-------- Listed records

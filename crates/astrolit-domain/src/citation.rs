//! Citation module - classified edges between papers

use crate::{current_timestamp, Category, Confidence, DomainError};
use std::fmt;

/// Which classifier (or person) produced a stored classification
#[derive(Debug, Clone, PartialEq, Eq, Hash)]
pub enum AnalyzedBy {
    /// The model-based classifier
    Llm,

    /// The pattern-based classifier, including model fallbacks
    Regex,

    /// Entered by hand
    Manual,

    /// Model result written by a reclassification pass
    LlmReclassify,

    /// Pattern result written by a reclassification pass
    RegexReclassify,

    /// Any other agent identifier
    Other(String),
}

impl AnalyzedBy {
    /// Tag as stored
    pub fn as_str(&self) -> &str {
        match self {
            AnalyzedBy::Llm => "llm",
            AnalyzedBy::Regex => "regex",
            AnalyzedBy::Manual => "manual",
            AnalyzedBy::LlmReclassify => "llm-reclassify",
            AnalyzedBy::RegexReclassify => "regex-reclassify",
            AnalyzedBy::Other(tag) => tag,
        }
    }

    /// Parse a stored tag; unknown tags are kept verbatim
    pub fn parse(s: &str) -> Self {
        match s {
            "llm" => AnalyzedBy::Llm,
            "regex" => AnalyzedBy::Regex,
            "manual" => AnalyzedBy::Manual,
            "llm-reclassify" => AnalyzedBy::LlmReclassify,
            "regex-reclassify" => AnalyzedBy::RegexReclassify,
            other => AnalyzedBy::Other(other.to_string()),
        }
    }

    /// The matching reclassification tag
    pub fn reclassified(&self) -> Self {
        match self {
            AnalyzedBy::Llm | AnalyzedBy::LlmReclassify => AnalyzedBy::LlmReclassify,
            AnalyzedBy::Regex | AnalyzedBy::RegexReclassify => AnalyzedBy::RegexReclassify,
            AnalyzedBy::Manual => AnalyzedBy::Manual,
            AnalyzedBy::Other(tag) => AnalyzedBy::Other(format!("{}-reclassify", tag)),
        }
    }
}

impl fmt::Display for AnalyzedBy {
    fn fmt(&self, f: &mut fmt::Formatter<'_>) -> fmt::Result {
        f.write_str(self.as_str())
    }
}

/// A classified citation from `citing_bibcode` to `cited_bibcode`
///
/// The ordered pair is the identity: storing a citation for a pair that
/// already exists replaces the earlier classification.
#[derive(Debug, Clone, PartialEq)]
pub struct Citation {
    /// Paper making the reference
    pub citing_bibcode: String,

    /// Paper being referenced
    pub cited_bibcode: String,

    /// Relationship category
    pub category: Category,

    /// Classifier confidence
    pub confidence: Confidence,

    /// Free-text justification
    pub reasoning: String,

    /// Classifier identity
    pub analyzed_by: AnalyzedBy,

    /// When the classification was made (seconds since Unix epoch)
    pub analyzed_at: u64,
}

impl Citation {
    /// Create a citation stamped with the current time
    ///
    /// # Errors
    ///
    /// Fails when either bibcode is empty, when the pair is a self-citation,
    /// or when `confidence` lies outside [0, 1].
    pub fn new(
        citing_bibcode: impl Into<String>,
        cited_bibcode: impl Into<String>,
        category: Category,
        confidence: f64,
        reasoning: impl Into<String>,
        analyzed_by: AnalyzedBy,
    ) -> Result<Self, DomainError> {
        let citing_bibcode = citing_bibcode.into().trim().to_string();
        let cited_bibcode = cited_bibcode.into().trim().to_string();

        if citing_bibcode.is_empty() || cited_bibcode.is_empty() {
            return Err(DomainError::EmptyBibcode);
        }
        if citing_bibcode == cited_bibcode {
            return Err(DomainError::SelfCitation(citing_bibcode));
        }

        Ok(Self {
            citing_bibcode,
            cited_bibcode,
            category,
            confidence: Confidence::new(confidence)?,
            reasoning: reasoning.into(),
            analyzed_by,
            analyzed_at: current_timestamp(),
        })
    }

    /// Override the analysis timestamp
    pub fn with_analyzed_at(mut self, analyzed_at: u64) -> Self {
        self.analyzed_at = analyzed_at;
        self
    }

    /// The `(citing, cited)` key
    pub fn key(&self) -> (&str, &str) {
        (&self.citing_bibcode, &self.cited_bibcode)
    }
}
fn paper_json(p: &Paper) -> Value {
    json!({
        "bibcode": p.bibcode,
        "title": p.title,
        "abstract": p.abstract_text,
        "year": p.year,
        "publication": p.publication,
        "citation_count": p.citation_count,
        "references": p.references,
        "keywords": p.keywords,
    })
}

fn hypothesis_json(h: &Hypothesis) -> Value {
    json!({
        "id": h.id.0,
        "name": h.name,
        "description": h.description,
        "status": h.status.as_str(),
        "originating_bibcode": h.originating_bibcode,
        "ruling_bibcode": h.ruling_bibcode,
        "ruled_out_reason": h.ruled_out_reason,
        "superseded_by": h.superseded_by,
        "created_at": h.created_at,
        "updated_at": h.updated_at,
    })
}

fn round3(value: f64) -> f64 {
    (value * 1000.0).round_ties_even() / 1000.0
}
//! Citations command implementation.

use crate::cli::{CitationsAction, CitationsArgs};
use crate::error::{CliError, Result};
use crate::output::Formatter;
use astrolit_domain::{AnalyzedBy, Category, Citation, CitationQuery, CitationStore, Paper};
use astrolit_store::SqliteStore;

/// Execute the citations command.
pub fn execute_citations(
    args: CitationsArgs,
    store: &mut SqliteStore,
    formatter: &Formatter,
) -> Result<()> {
    match args.action {
        CitationsAction::Add {
            citing,
            cited,
            category,
            confidence,
            reasoning,
        } => {
            let citation = add_citation(store, &citing, &cited, &category, confidence, &reasoning)?;
            println!(
                "{}",
                formatter.success(&format!(
                    "Recorded {} -> {} as {}",
                    citation.citing_bibcode, citation.cited_bibcode, citation.category
                ))
            );
        }
        CitationsAction::List {
            bibcode,
            citing,
            cited,
            category,
            limit,
        } => {
            let query = CitationQuery {
                bibcode,
                citing,
                cited,
                category: category.as_deref().map(parse_category).transpose()?,
                limit,
            };
            let citations = store.query_citations(&query)?;
            println!("{}", formatter.format_citations(&citations)?);
        }
    }
    Ok(())
}

/// Record a manual classification, creating bare paper rows as needed.
pub fn add_citation(
    store: &mut SqliteStore,
    citing: &str,
    cited: &str,
    category: &str,
    confidence: f64,
    reasoning: &str,
) -> Result<Citation> {
    let category = parse_category(category)?;
    let citation = Citation::new(citing, cited, category, confidence, reasoning, AnalyzedBy::Manual)?;

    for bibcode in [&citation.citing_bibcode, &citation.cited_bibcode] {
        if store.get_paper(bibcode)?.is_none() {
            store.upsert_paper(&Paper::new(bibcode.as_str())?)?;
        }
    }
    store.upsert_citation(&citation)?;
    Ok(citation)
}

fn parse_category(s: &str) -> Result<Category> {
    Category::parse(s).ok_or_else(|| {
        CliError::InvalidInput(format!(
            "Unknown category '{}'; expected one of {}",
            s,
            Category::ALL.map(|c| c.as_str()).join(", ")
        ))
    })
}
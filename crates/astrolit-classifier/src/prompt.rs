//! Prompt contract for model-based citation classification

use astrolit_domain::CompletionRequest;

/// Builds the system instruction and user message for one pair
pub struct PromptBuilder<'a> {
    citing_abstract: &'a str,
    cited_abstract: Option<&'a str>,
    cited_title: Option<&'a str>,
}

impl<'a> PromptBuilder<'a> {
    /// Create a new prompt builder
    pub fn new(citing_abstract: &'a str) -> Self {
        Self {
            citing_abstract,
            cited_abstract: None,
            cited_title: None,
        }
    }

    /// Add the cited paper's abstract
    pub fn with_cited_abstract(mut self, text: Option<&'a str>) -> Self {
        self.cited_abstract = text.filter(|t| !t.trim().is_empty());
        self
    }

    /// Add the cited paper's title
    pub fn with_cited_title(mut self, title: Option<&'a str>) -> Self {
        self.cited_title = title.filter(|t| !t.trim().is_empty());
        self
    }

    /// The fixed system instruction
    pub fn system(&self) -> &'static str {
        CLASSIFICATION_INSTRUCTIONS
    }

    /// Build the user message
    pub fn user(&self) -> String {
        let mut prompt = String::new();

        prompt.push_str("Analyze the relationship between these two papers:\n\n");

        prompt.push_str("CITED PAPER:\n");
        prompt.push_str(&format!("Title: {}\n", self.cited_title.unwrap_or("Unknown")));
        prompt.push_str(&format!(
            "Abstract: {}\n\n",
            self.cited_abstract.unwrap_or("No abstract available")
        ));

        prompt.push_str("CITING PAPER (the paper that cites the above):\n");
        prompt.push_str(&format!("Abstract: {}\n\n", self.citing_abstract));

        prompt.push_str(
            "Based on the citing paper's abstract, classify its relationship to the cited paper.",
        );

        prompt
    }

    /// Build the complete completion request
    pub fn build(&self, temperature: f32, max_tokens: u32) -> CompletionRequest {
        CompletionRequest {
            system: self.system().to_string(),
            user: self.user(),
            temperature,
            max_tokens,
        }
    }
}

const CLASSIFICATION_INSTRUCTIONS: &str = r#"You are an expert in analyzing scientific literature, particularly in astronomy and astrophysics. Your task is to classify the relationship between a citing paper and a cited paper based on their abstracts.

Classification categories:
- SUPPORTING: The citing paper agrees with, confirms, validates, builds upon, or extends the cited work's findings or conclusions.
- CONTRASTING: The citing paper disagrees with, challenges, questions, or presents alternative interpretations to the cited work. There is tension but not definitive refutation.
- REFUTING: The citing paper provides strong evidence that definitively rules out, disproves, or renders obsolete the cited work's hypothesis or conclusions. This includes statistical exclusions (e.g., "ruled out at 5σ"), experimental refutations, or clear demonstrations that a theory is no longer viable.
- CONTEXTUAL: The citing paper references the cited work for background, historical context, general statements, or as a review without taking a stance.
- METHODOLOGICAL: The citing paper references the cited work for its methods, data, tools, techniques, software, or observational data without commenting on its conclusions.
- NEUTRAL: Simple acknowledgment or citation without any clear stance or relationship.

Important distinctions:
- REFUTING is stronger than CONTRASTING. REFUTING means the hypothesis/theory is ruled out; CONTRASTING means there is disagreement but the matter is not settled.
- Be particularly careful to identify REFUTING cases, as these are critical for understanding scientific consensus.
- Look for statistical language like "excluded at Xσ", "ruled out", "refuted", "no longer viable".

Respond with a JSON object containing:
- "classification": One of the six categories above
- "confidence": A number between 0 and 1 indicating your confidence
- "reasoning": A brief explanation of why you chose this classification"#;
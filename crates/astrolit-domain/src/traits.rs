//! Trait definitions for external interactions
//!
//! These traits define the boundaries between domain logic and infrastructure.
//! Infrastructure implementations live in other crates.

use crate::{
    Category, Citation, Hypothesis, HypothesisId, HypothesisStatus, HypothesisUpdate,
    NewHypothesis, Paper,
};

/// Trait for storing and retrieving papers, citations, and hypotheses
///
/// Implemented by the infrastructure layer (astrolit-store)
pub trait CitationStore {
    /// Error type for store operations
    type Error;

    /// Insert or refresh a paper by bibcode
    fn upsert_paper(&mut self, paper: &Paper) -> Result<(), Self::Error>;

    /// Get a paper by bibcode
    fn get_paper(&self, bibcode: &str) -> Result<Option<Paper>, Self::Error>;

    /// Query papers matching criteria
    fn query_papers(&self, query: &PaperQuery) -> Result<Vec<Paper>, Self::Error>;

    /// Insert a citation, replacing any earlier one for the same pair
    fn upsert_citation(&mut self, citation: &Citation) -> Result<(), Self::Error>;

    /// Get the citation for an ordered pair
    fn get_citation(&self, citing: &str, cited: &str) -> Result<Option<Citation>, Self::Error>;

    /// Query citations matching criteria
    fn query_citations(&self, query: &CitationQuery) -> Result<Vec<Citation>, Self::Error>;

    /// Record a new hypothesis
    fn add_hypothesis(&mut self, hypothesis: &NewHypothesis) -> Result<HypothesisId, Self::Error>;

    /// Get a hypothesis by id
    fn get_hypothesis(&self, id: HypothesisId) -> Result<Option<Hypothesis>, Self::Error>;

    /// Apply a partial update to a hypothesis
    fn update_hypothesis(
        &mut self,
        id: HypothesisId,
        update: &HypothesisUpdate,
    ) -> Result<Hypothesis, Self::Error>;

    /// Query hypotheses matching criteria
    fn query_hypotheses(&self, query: &HypothesisQuery) -> Result<Vec<Hypothesis>, Self::Error>;

    /// Row counts
    fn counts(&self) -> Result<StoreCounts, Self::Error>;
}

/// Query criteria for retrieving papers
#[derive(Debug, Clone, Default)]
pub struct PaperQuery {
    /// Filter by publication year
    pub year: Option<i32>,

    /// Maximum results to return
    pub limit: Option<usize>,
}

/// Query criteria for retrieving citations
#[derive(Debug, Clone, Default)]
pub struct CitationQuery {
    /// Either side of the edge equals this bibcode
    pub bibcode: Option<String>,

    /// Filter by citing paper
    pub citing: Option<String>,

    /// Filter by cited paper
    pub cited: Option<String>,

    /// Filter by category
    pub category: Option<Category>,

    /// Maximum results to return
    pub limit: Option<usize>,
}

impl CitationQuery {
    /// All citations pointing at `bibcode`
    pub fn cited_by(bibcode: impl Into<String>) -> Self {
        Self {
            cited: Some(bibcode.into()),
            ..Default::default()
        }
    }
}

/// Query criteria for retrieving hypotheses
#[derive(Debug, Clone, Default)]
pub struct HypothesisQuery {
    /// Filter by curated status
    pub status: Option<HypothesisStatus>,
}

/// Number of stored records per table
#[derive(Debug, Clone, Copy, Default, PartialEq, Eq)]
pub struct StoreCounts {
    /// Papers
    pub papers: usize,

    /// Citations
    pub citations: usize,

    /// Hypotheses
    pub hypotheses: usize,
}

/// A single chat-style completion request
#[derive(Debug, Clone, PartialEq)]
pub struct CompletionRequest {
    /// System instruction
    pub system: String,

    /// User message
    pub user: String,

    /// Sampling temperature
    pub temperature: f32,

    /// Upper bound on generated tokens
    pub max_tokens: u32,
}

/// Trait for text-completion services
///
/// Implemented by the infrastructure layer (astrolit-llm)
pub trait CompletionProvider {
    /// Error type for completion calls
    type Error;

    /// Run one completion and return the raw response text
    fn complete(&self, request: &CompletionRequest) -> Result<String, Self::Error>;

    /// Model identifier used for requests
    fn model_name(&self) -> &str;
}
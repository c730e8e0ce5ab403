//! Stats command implementation.

use crate::error::Result;
use crate::output::Formatter;
use astrolit_domain::CitationStore;
use astrolit_store::SqliteStore;

/// Execute the stats command.
pub fn execute_stats(store: &SqliteStore, formatter: &Formatter) -> Result<()> {
    let counts = store.counts()?;
    println!("{}", formatter.format_counts(&counts)?);
    Ok(())
}
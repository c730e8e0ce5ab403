//! Corpus classification and store-backed reclassification
//!
//! Both walk pairs one at a time. After every call to the completion service
//! the loop sleeps for the configured request delay. Cancellation is checked
//! between pairs only.

use crate::error::ClassifierError;
use crate::orchestrator::CitationClassifier;
use crate::types::{Classification, ClassificationRequest};
use astrolit_domain::{
    summarize, Category, Citation, CitationQuery, CitationStore, CitationSummary,
    ClassifiedCitation, CompletionProvider, DomainError, Paper,
};
use std::fmt::Display;
use std::sync::atomic::{AtomicBool, Ordering};
use std::sync::Arc;
use tracing::{debug, info, warn};

/// One pair's outcome in a corpus run
#[derive(Debug)]
pub struct BatchEntry {
    /// Citing paper
    pub citing_bibcode: String,

    /// Citing paper title, for reports
    pub citing_title: Option<String>,

    /// Citing paper year
    pub citing_year: Option<i32>,

    /// Cited paper
    pub cited_bibcode: String,

    /// Classification, or the error for this pair alone
    pub result: Result<Classification, ClassifierError>,
}

impl BatchEntry {
    /// Aggregator input, for successful entries
    pub fn classified(&self) -> Option<ClassifiedCitation> {
        self.result.as_ref().ok().map(|c| ClassifiedCitation {
            citing_bibcode: self.citing_bibcode.clone(),
            cited_bibcode: self.cited_bibcode.clone(),
            category: c.category,
            confidence: c.confidence.value(),
            year: self.citing_year,
        })
    }

    /// Storable citation, for successful entries
    pub fn to_citation(&self) -> Option<Result<Citation, DomainError>> {
        self.result.as_ref().ok().map(|c| {
            c.clone().into_citation(
                &self.citing_bibcode,
                &self.cited_bibcode,
                c.method.analyzed_by(),
            )
        })
    }
}

/// Summarize the successful entries of a corpus run
pub fn summarize_batch(entries: &[BatchEntry]) -> CitationSummary {
    let classified: Vec<_> = entries.iter().filter_map(BatchEntry::classified).collect();
    summarize(&classified)
}

impl<P> CitationClassifier<P>
where
    P: CompletionProvider,
    P::Error: Display,
{
    /// Classify every citing paper against `cited`
    ///
    /// Returns exactly one entry per citing paper, in input order.
    pub fn classify_corpus(&self, cited: &Paper, citing_papers: &[Paper]) -> Vec<BatchEntry> {
        info!(
            cited = %cited.bibcode,
            pairs = citing_papers.len(),
            mode = %self.mode(),
            "Classifying citation corpus"
        );

        citing_papers
            .iter()
            .map(|citing| {
                let request = ClassificationRequest::from_papers(citing, Some(cited));
                let remote = self.calls_model_for(&request);
                let result = self.classify(&request);
                if remote {
                    self.pause();
                }
                if let Err(ref e) = result {
                    warn!(citing = %citing.bibcode, "Classification failed: {}", e);
                }
                BatchEntry {
                    citing_bibcode: citing.bibcode.clone(),
                    citing_title: citing.title.clone(),
                    citing_year: citing.year,
                    cited_bibcode: cited.bibcode.clone(),
                    result,
                }
            })
            .collect()
    }

    fn pause(&self) {
        let delay = self.config().request_delay();
        if !delay.is_zero() {
            std::thread::sleep(delay);
        }
    }
}

/// A category change found by a reclassification pass
#[derive(Debug, Clone, PartialEq)]
pub struct CategoryChange {
    /// Citing paper
    pub citing_bibcode: String,

    /// Cited paper
    pub cited_bibcode: String,

    /// Stored category
    pub from: Category,

    /// New category
    pub to: Category,

    /// New confidence
    pub confidence: f64,
}

/// Tally of a reclassification pass
#[derive(Debug, Clone, Default, PartialEq)]
pub struct ReclassifyReport {
    /// Citations considered
    pub total: usize,

    /// Citations whose category changed (written unless dry run)
    pub updated: usize,

    /// Citations whose category stayed the same
    pub unchanged: usize,

    /// Citations without a citing abstract
    pub skipped: usize,

    /// Citations that failed to classify or to save
    pub errors: usize,

    /// True when the pass stopped early
    pub cancelled: bool,

    /// True when nothing was written
    pub dry_run: bool,

    /// The category changes, in processing order
    pub changes: Vec<CategoryChange>,
}

/// Re-runs the classifier over every stored citation
pub struct Reclassifier<'a, P> {
    classifier: &'a CitationClassifier<P>,
    dry_run: bool,
    cancel: Option<Arc<AtomicBool>>,
}

impl<'a, P> Reclassifier<'a, P>
where
    P: CompletionProvider,
    P::Error: Display,
{
    /// Create a reclassifier
    pub fn new(classifier: &'a CitationClassifier<P>) -> Self {
        Self {
            classifier,
            dry_run: false,
            cancel: None,
        }
    }

    /// Report changes without writing them
    pub fn dry_run(mut self, dry_run: bool) -> Self {
        self.dry_run = dry_run;
        self
    }

    /// Stop before the next pair once `flag` is set
    pub fn with_cancel_flag(mut self, flag: Arc<AtomicBool>) -> Self {
        self.cancel = Some(flag);
        self
    }

    fn cancelled(&self) -> bool {
        self.cancel
            .as_ref()
            .is_some_and(|flag| flag.load(Ordering::SeqCst))
    }

    /// Run the pass
    ///
    /// # Errors
    ///
    /// Only when the citation list cannot be read. Failures on individual
    /// pairs are counted in the report and the pass continues.
    pub fn run<S>(&self, store: &mut S) -> Result<ReclassifyReport, ClassifierError>
    where
        S: CitationStore,
        S::Error: Display,
    {
        let citations = store
            .query_citations(&CitationQuery::default())
            .map_err(|e| ClassifierError::Store(e.to_string()))?;

        let mut report = ReclassifyReport {
            total: citations.len(),
            dry_run: self.dry_run,
            ..Default::default()
        };

        info!(
            total = report.total,
            mode = %self.classifier.mode(),
            dry_run = self.dry_run,
            "Reclassifying citations"
        );

        for (i, citation) in citations.iter().enumerate() {
            if self.cancelled() {
                warn!("Reclassification cancelled after {} of {} citations", i, report.total);
                report.cancelled = true;
                break;
            }

            match self.reclassify_one(store, citation) {
                Ok(Step::Skipped) => {
                    debug!(citing = %citation.citing_bibcode, "No citing abstract, skipped");
                    report.skipped += 1;
                }
                Ok(Step::Unchanged) => report.unchanged += 1,
                Ok(Step::Changed(change)) => {
                    info!(
                        "[{}/{}] {} -> {}: {} -> {}",
                        i + 1,
                        report.total,
                        change.citing_bibcode,
                        change.cited_bibcode,
                        change.from,
                        change.to
                    );
                    report.updated += 1;
                    report.changes.push(change);
                }
                Err(e) => {
                    warn!(
                        citing = %citation.citing_bibcode,
                        cited = %citation.cited_bibcode,
                        "Reclassification failed: {}",
                        e
                    );
                    report.errors += 1;
                }
            }
        }

        Ok(report)
    }

    fn reclassify_one<S>(&self, store: &mut S, citation: &Citation) -> Result<Step, ClassifierError>
    where
        S: CitationStore,
        S::Error: Display,
    {
        let store_err = |e: S::Error| ClassifierError::Store(e.to_string());

        let citing = store.get_paper(&citation.citing_bibcode).map_err(store_err)?;
        let Some(citing) = citing.filter(|p| p.abstract_str().is_some()) else {
            return Ok(Step::Skipped);
        };
        let cited = store.get_paper(&citation.cited_bibcode).map_err(store_err)?;

        let request = ClassificationRequest::from_papers(&citing, cited.as_ref());
        let remote = self.classifier.calls_model_for(&request);
        let result = self.classifier.classify(&request);
        if remote {
            self.classifier.pause();
        }
        let classification = result?;

        if classification.category == citation.category {
            return Ok(Step::Unchanged);
        }

        let change = CategoryChange {
            citing_bibcode: citation.citing_bibcode.clone(),
            cited_bibcode: citation.cited_bibcode.clone(),
            from: citation.category,
            to: classification.category,
            confidence: classification.confidence.value(),
        };

        if !self.dry_run {
            let analyzed_by = classification.method.analyzed_by().reclassified();
            let updated = classification.into_citation(
                &citation.citing_bibcode,
                &citation.cited_bibcode,
                analyzed_by,
            )?;
            store.upsert_citation(&updated).map_err(store_err)?;
        }

        Ok(Step::Changed(change))
    }
}

enum Step {
    Skipped,
    Unchanged,
    Changed(CategoryChange),
}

----------------

Your task:
Look at the material above and copy, word for word, its lines from the first through the one containing "#[derive(Debug, Clone, PartialEq, Eq, Hash)]".

The answer:
filename crates/astrolit-domain/src/citation.rs
//! Citation module - classified edges between papers

use crate::{current_timestamp, Category, Confidence, DomainError};
use std::fmt;

/// Which classifier (or person) produced a stored classification
#[derive(Debug, Clone, PartialEq, Eq, Hash)]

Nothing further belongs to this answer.